On 25 September, the Argentinian Water Supply Company, AySA, the Dutch companies, Royal HaskoningDHV and TRAIDE, and water research institute KWR signed a cooperation agreement to launch ‘LEAF’. This two-year project is focused on a Low Energy Arsenic Free (LEAF) water supply, and will pilot innovative drinking water supply technologies in the Metropolitan Area of Buenos Aires, as well as upscale them for implementation elsewhere in Argentina. The project is funded by the Dutch Partners for Water programme, which supports water management initiatives in urbanised deltas around the world, by stimulating the testing of new technologies and methods in real-scale pilots, as well as the contributions of project partners.
Arsenic contamination of drinking water is an issue of national concern in Argentina. The most affected region is the Chaco-Pampean plain. This region is densely populated, so that arsenic contamination of groundwater poses a serious risk to a large population who rely on groundwater as a source of drinking water. In the National Water Plan (Plan Nacional del Agua de Argentina), the Secretary for Infrastructure and Water Policy, Pablo Bereciartua, refers to the supply of good quality drinking water as one of the main objectives. Accordingly, studies to lower arsenic threshold levels in drinking water from 50 to 10 µg/l (WHO guideline) are currently underway. The development of a cost-effective arsenic-removal system for drinking water supply is considered essential to reduce the health hazards of arsenic, such as (skin, lung and bladder) cancer and neurotoxicity.
More water with less energy
The cost of electricity is a major component of the total operational costs of water supply systems in Argentina. This applies in particular to the arsenic-removal treatment systems currently used in the country, and to the distribution of drinking water from the three large surface water treatment plants operated by AySA; the company is one of the largest consumers of electricity in Argentina. The high electricity consumption related to the water provision, the rapidly increasing costs of electricity, and the need to reduce CO2 emissions from coal-fired power plants, demand the development of more energy-efficient arsenic-removal and drinking water supply systems.
José Inglese, Chairman of the Board at AySA, says that the LEAF project will contribute to improved water quality and reduced operational costs, and will consequently provide better access to clean drinking water to more users in Argentina, in line with the goals set in the National Water Plan.
AySA is the main beneficiary of the LEAF project and, as Argentina’s leading water and sanitation utility, has the technical expertise to host a pilot on innovative arsenic treatment, and apply Aquasuite software to reduce energy and operational costs.

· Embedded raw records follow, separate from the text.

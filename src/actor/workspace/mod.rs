//! Workspace Actor
//!
//! Drives [`Workspace`] from the actor inbox: edits restart the debounce,
//! replies from the worker/sandbox/preprocessor go straight to the state
//! machine, and the resulting effects are dispatched to the other actors.

#[cfg(test)]
mod tests;

use std::time::Duration;

use tokio::sync::mpsc;

use super::debouncer::Debouncer;
use super::messages::{CoordinatorMsg, HostMsg, PreprocessMsg, SandboxMsg, WorkerMsg};
use crate::protocol::HostMessage;
use crate::workspace::{Effect, Workspace};
use crate::{debug, log, logger};

/// Outbound channels of the workspace actor.
#[derive(Clone)]
pub struct Outboxes {
    pub worker: mpsc::Sender<WorkerMsg>,
    pub sandbox: mpsc::Sender<SandboxMsg>,
    pub preprocess: Option<mpsc::Sender<PreprocessMsg>>,
    pub host: mpsc::Sender<HostMsg>,
}

pub struct WorkspaceActor {
    rx: mpsc::Receiver<CoordinatorMsg>,
    workspace: Workspace,
    out: Outboxes,
    debouncer: Debouncer,
}

impl WorkspaceActor {
    pub fn new(
        rx: mpsc::Receiver<CoordinatorMsg>,
        workspace: Workspace,
        out: Outboxes,
        debounce: Duration,
    ) -> Self {
        Self {
            rx,
            workspace,
            out,
            debouncer: Debouncer::new(debounce),
        }
    }

    /// Run the actor event loop
    pub async fn run(mut self) {
        let effects = self.workspace.start();
        if self.dispatch(effects).await.is_err() {
            return;
        }

        loop {
            tokio::select! {
                biased;
                msg = self.rx.recv() => {
                    let Some(msg) = msg else { break };
                    if matches!(msg, CoordinatorMsg::Shutdown) {
                        debug!("workspace"; "shutting down");
                        break;
                    }
                    let effects = self.handle(msg);
                    if self.dispatch(effects).await.is_err() {
                        break;
                    }
                }
                _ = tokio::time::sleep(self.debouncer.sleep_duration()), if self.debouncer.is_pending() => {
                    if self.debouncer.take_if_ready() {
                        let effects = self.workspace.debounce_fired();
                        if self.dispatch(effects).await.is_err() {
                            break;
                        }
                    }
                }
            }
        }
    }

    fn handle(&mut self, msg: CoordinatorMsg) -> Vec<Effect> {
        let ws = &mut self.workspace;
        match msg {
            CoordinatorMsg::EditSection { name, content } => {
                match ws.edit_section(&name, content) {
                    Ok(()) => self.debouncer.touch(),
                    Err(e) => log!("workspace"; "{}", e),
                }
                Vec::new()
            }
            CoordinatorMsg::Edit { content } => {
                match ws.edit_selected(content) {
                    Ok(()) => self.debouncer.touch(),
                    Err(e) => log!("workspace"; "{}", e),
                }
                Vec::new()
            }
            CoordinatorMsg::ReplaceDocument(model) => {
                debug!("workspace"; "document replaced ({} sections)", model.len());
                ws.replace_document(model);
                self.debouncer.touch();
                Vec::new()
            }
            CoordinatorMsg::Select(index) => {
                if let Err(e) = ws.select_section(index) {
                    log!("workspace"; "{}", e);
                }
                Vec::new()
            }
            CoordinatorMsg::Cursor { pos, selection } => {
                ws.set_cursor(pos, selection);
                Vec::new()
            }
            CoordinatorMsg::Move { index, direction } => {
                if ws.move_section(index, direction) {
                    self.debouncer.touch();
                }
                Vec::new()
            }
            CoordinatorMsg::Details(show) => ws.toggle_details(show),
            CoordinatorMsg::Compiled { seq, reply } => ws.on_compiled(seq, reply),
            CoordinatorMsg::RunStarted => ws.on_run_started(),
            CoordinatorMsg::Sandbox(event) => ws.on_sandbox_event(event),
            CoordinatorMsg::Preprocessed(message) => ws.on_preprocessed(message),
            CoordinatorMsg::Shutdown => Vec::new(),
        }
    }

    /// Carry out effects in order.
    ///
    /// Returns `Err(())` once a required actor has shut down.
    async fn dispatch(&self, effects: Vec<Effect>) -> Result<(), ()> {
        for effect in effects {
            match effect {
                Effect::Compile { seq, source } => {
                    debug!("workspace"; "compile #{} ({} bytes)", seq, source.len());
                    self.out
                        .worker
                        .send(WorkerMsg::Compile { seq, source })
                        .await
                        .map_err(|_| ())?;
                }
                Effect::Run(code) => {
                    self.out
                        .sandbox
                        .send(SandboxMsg::Run(code))
                        .await
                        .map_err(|_| ())?;
                }
                Effect::Preprocess(request) => match &self.out.preprocess {
                    Some(tx) => tx
                        .send(PreprocessMsg::Request(request))
                        .await
                        .map_err(|_| ())?,
                    None => log!("workspace"; "preprocessing requested but no preprocessor is running"),
                },
                Effect::Post(message) => {
                    if let HostMessage::Status { .. } = &message {
                        show_status(&self.workspace);
                    }
                    // Host clients are optional; a closed broadcaster is not fatal.
                    let _ = self.out.host.send(HostMsg::Post(message)).await;
                }
            }
        }
        Ok(())
    }
}

/// Terminal rendering of the displayed error.
pub fn show_status(workspace: &Workspace) {
    let Some(error) = workspace.displayed_error() else {
        logger::status_success("No Errors");
        return;
    };

    let mut detail = error
        .location()
        .map(|l| format!("at {l}"))
        .unwrap_or_default();
    if workspace.show_details() {
        if !detail.is_empty() {
            detail.push('\n');
        }
        detail.push_str(&error.description);
    }
    logger::status_error(&error.summary, &detail);
}
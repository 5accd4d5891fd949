//! Outbound sandbox events and the transport that carries them.
//!
//! ```text
//! { "id": "player", "type": "ready" }
//! { "id": "player", "type": "warning", "payload": "Warning: ..." }
//! { "id": "player", "type": "error",   "payload": "TypeError: x (3)" }
//! { "id": "player", "type": "success", "payload": "<compiled code>" }
//! ```

use serde::{Deserialize, Serialize};

#[derive(Debug, Clone, PartialEq, Eq, Serialize, Deserialize)]
#[serde(tag = "type", rename_all = "lowercase")]
pub enum SandboxEventKind {
    Ready,
    Error { payload: String },
    Warning { payload: String },
    Success { payload: String },
}

#[derive(Debug, Clone, PartialEq, Eq, Serialize, Deserialize)]
pub struct SandboxEvent {
    pub id: String,
    #[serde(flatten)]
    pub kind: SandboxEventKind,
}

impl SandboxEvent {
    pub fn ready(id: &str) -> Self {
        Self::new(id, SandboxEventKind::Ready)
    }

    pub fn error(id: &str, payload: impl Into<String>) -> Self {
        Self::new(
            id,
            SandboxEventKind::Error {
                payload: payload.into(),
            },
        )
    }

    pub fn warning(id: &str, payload: impl Into<String>) -> Self {
        Self::new(
            id,
            SandboxEventKind::Warning {
                payload: payload.into(),
            },
        )
    }

    pub fn success(id: &str, payload: impl Into<String>) -> Self {
        Self::new(
            id,
            SandboxEventKind::Success {
                payload: payload.into(),
            },
        )
    }

    fn new(id: &str, kind: SandboxEventKind) -> Self {
        Self {
            id: id.to_string(),
            kind,
        }
    }

    pub fn to_json(&self) -> String {
        serde_json::to_string(self).unwrap_or_default()
    }

    pub fn from_json(json: &str) -> Option<Self> {
        serde_json::from_str(json).ok()
    }
}

/// Fire-and-forget delivery of sandbox events to the coordinator.
pub trait Transport: Send {
    fn send(&mut self, event: SandboxEvent);
}

/// Collecting transport, used by one-shot runs and tests.
impl Transport for Vec<SandboxEvent> {
    fn send(&mut self, event: SandboxEvent) {
        self.push(event);
    }
}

AySA will act as a frontrunner in piloting and implementing new arsenic treatment and energy efficiency technologies. Other water supply companies participating in the LEAF project, such as the Water Supply Companies of the Buenos Aires Province (ABSA) and the Water Supply Company of Santa Fe Province (ASSA) are expected to follow, supported by the National Directorate of Drinking Water and Sanitation.
Royal HaskoningDHV will develop and carry out a pilot on the supply, installation, support and testing of the Aquasuite operational control software. TRAIDE will, in turn, carry out the financial analysis, and prepare an Investment and Financing Plan for the implementation of LEAF water supply and Aquasuite-controlled water supply operations in Argentina.
KWR is lead partner and responsible for overall project coordination and management, the arsenic-removal pilot test design and supervision of the pilot operation. The knowledge and experiences from this project will also be brought into the international Watershare network, of which both AySA and KWR are members.